+++ Provided records
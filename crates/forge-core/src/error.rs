//! Error taxonomy for remote agent invocation.
//!
//! Two layers:
//! - [`TransportError`]: what a single attempt against one endpoint can fail with
//! - [`ProxyError`]: what a caller of `run(task)` ever sees

use crate::attempt::{AttemptOutcome, AttemptRecord};
use std::time::Duration;
use thiserror::Error;

/// Result type for proxy operations
pub type ProxyResult<T> = Result<T, ProxyError>;

/// Failure of a single transport attempt
#[derive(Error, Debug, Clone, PartialEq, Eq)]
pub enum TransportError {
    /// No response before the timeout elapsed
    #[error("Request to {endpoint} timed out after {timeout_ms}ms")]
    Timeout {
        /// Endpoint URL
        endpoint: String,
        /// Timeout that elapsed, in milliseconds
        timeout_ms: u64,
    },

    /// Connection could not be established or was lost
    #[error("Connection error for {endpoint}: {message}")]
    Connection {
        /// Endpoint URL
        endpoint: String,
        /// Error message
        message: String,
    },

    /// Well-formed error response from the remote agent
    #[error("Remote error from {endpoint} ({code}): {message}")]
    Remote {
        /// Endpoint URL
        endpoint: String,
        /// Error code from the response body, or the HTTP status
        code: String,
        /// Error message from the response body
        message: String,
        /// HTTP status code, if the error came with one
        status: Option<u16>,
    },

    /// Credential missing or rejected
    #[error("Authentication failed for {endpoint}: {message}")]
    Auth {
        /// Endpoint URL
        endpoint: String,
        /// Error message
        message: String,
    },
}

impl TransportError {
    /// Create a timeout error
    pub fn timeout(endpoint: impl Into<String>, timeout: Duration) -> Self {
        Self::Timeout {
            endpoint: endpoint.into(),
            timeout_ms: timeout.as_millis() as u64,
        }
    }

    /// Create a connection error
    pub fn connection(endpoint: impl Into<String>, message: impl Into<String>) -> Self {
        Self::Connection {
            endpoint: endpoint.into(),
            message: message.into(),
        }
    }

    /// Create a remote error
    pub fn remote(
        endpoint: impl Into<String>,
        code: impl Into<String>,
        message: impl Into<String>,
        status: Option<u16>,
    ) -> Self {
        Self::Remote {
            endpoint: endpoint.into(),
            code: code.into(),
            message: message.into(),
            status,
        }
    }

    /// Create an authentication error
    pub fn auth(endpoint: impl Into<String>, message: impl Into<String>) -> Self {
        Self::Auth {
            endpoint: endpoint.into(),
            message: message.into(),
        }
    }

    /// Endpoint the error occurred on
    #[must_use]
    pub fn endpoint(&self) -> &str {
        match self {
            Self::Timeout { endpoint, .. }
            | Self::Connection { endpoint, .. }
            | Self::Remote { endpoint, .. }
            | Self::Auth { endpoint, .. } => endpoint,
        }
    }

    /// Whether failing over to another endpoint may help.
    ///
    /// Credentials are not endpoint-specific, so `Auth` never fails over.
    #[must_use]
    pub fn is_retryable(&self) -> bool {
        !matches!(self, Self::Auth { .. })
    }

    /// HTTP status code if available
    #[must_use]
    pub fn status_code(&self) -> Option<u16> {
        match self {
            Self::Remote { status, .. } => *status,
            Self::Auth { .. } => Some(401),
            _ => None,
        }
    }

    /// Convert into the outcome stored on an attempt record
    #[must_use]
    pub fn outcome(&self) -> AttemptOutcome {
        match self {
            Self::Timeout { .. } => AttemptOutcome::Timeout,
            Self::Connection { message, .. } => AttemptOutcome::ConnectionError {
                message: message.clone(),
            },
            Self::Remote { code, message, .. } => AttemptOutcome::ServerError {
                code: code.clone(),
                message: message.clone(),
            },
            Self::Auth { message, .. } => AttemptOutcome::AuthError {
                message: message.clone(),
            },
        }
    }
}

/// Error surfaced to callers of a remote agent
#[derive(Error, Debug, Clone, PartialEq, Eq)]
pub enum ProxyError {
    /// Credential missing or rejected; never failed over
    #[error("Authentication failed for {endpoint}: {message}")]
    Auth {
        /// Endpoint that rejected the credential
        endpoint: String,
        /// Error message
        message: String,
    },

    /// Every permitted attempt failed
    #[error("All {} attempt(s) failed: {}", attempts.len(), summarize(attempts))]
    Exhausted {
        /// Every attempt made, in order
        attempts: Vec<AttemptRecord>,
    },

    /// Invalid proxy configuration
    #[error("Configuration error: {message}")]
    Configuration {
        /// Error message
        message: String,
    },

    /// The caller cancelled the call
    #[error("Call cancelled after {} attempt(s)", attempts.len())]
    Cancelled {
        /// Attempts completed before cancellation
        attempts: Vec<AttemptRecord>,
    },
}

impl ProxyError {
    /// Create a configuration error
    pub fn configuration(message: impl Into<String>) -> Self {
        Self::Configuration {
            message: message.into(),
        }
    }

    /// Create an authentication error
    pub fn auth(endpoint: impl Into<String>, message: impl Into<String>) -> Self {
        Self::Auth {
            endpoint: endpoint.into(),
            message: message.into(),
        }
    }

    /// Create an exhausted error
    #[must_use]
    pub fn exhausted(attempts: Vec<AttemptRecord>) -> Self {
        Self::Exhausted { attempts }
    }

    /// Attempts recorded for this error, if any
    #[must_use]
    pub fn attempts(&self) -> &[AttemptRecord] {
        match self {
            Self::Exhausted { attempts } | Self::Cancelled { attempts } => attempts,
            _ => &[],
        }
    }

    /// Stable error code for logs and JSON output
    #[must_use]
    pub fn error_code(&self) -> &'static str {
        match self {
            Self::Auth { .. } => "auth_error",
            Self::Exhausted { .. } => "exhausted",
            Self::Configuration { .. } => "configuration_error",
            Self::Cancelled { .. } => "cancelled",
        }
    }
}

fn summarize(attempts: &[AttemptRecord]) -> String {
    attempts
        .iter()
        .map(ToString::to_string)
        .collect::<Vec<_>>()
        .join("; ")
}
++++++
Exercise details => Pull out all lines in the data above that include "ProxyError".

Answer to this problem =>
//! - [`ProxyError`]: what a caller of `run(task)` ever sees
pub type ProxyResult<T> = Result<T, ProxyError>;
pub enum ProxyError {
impl ProxyError {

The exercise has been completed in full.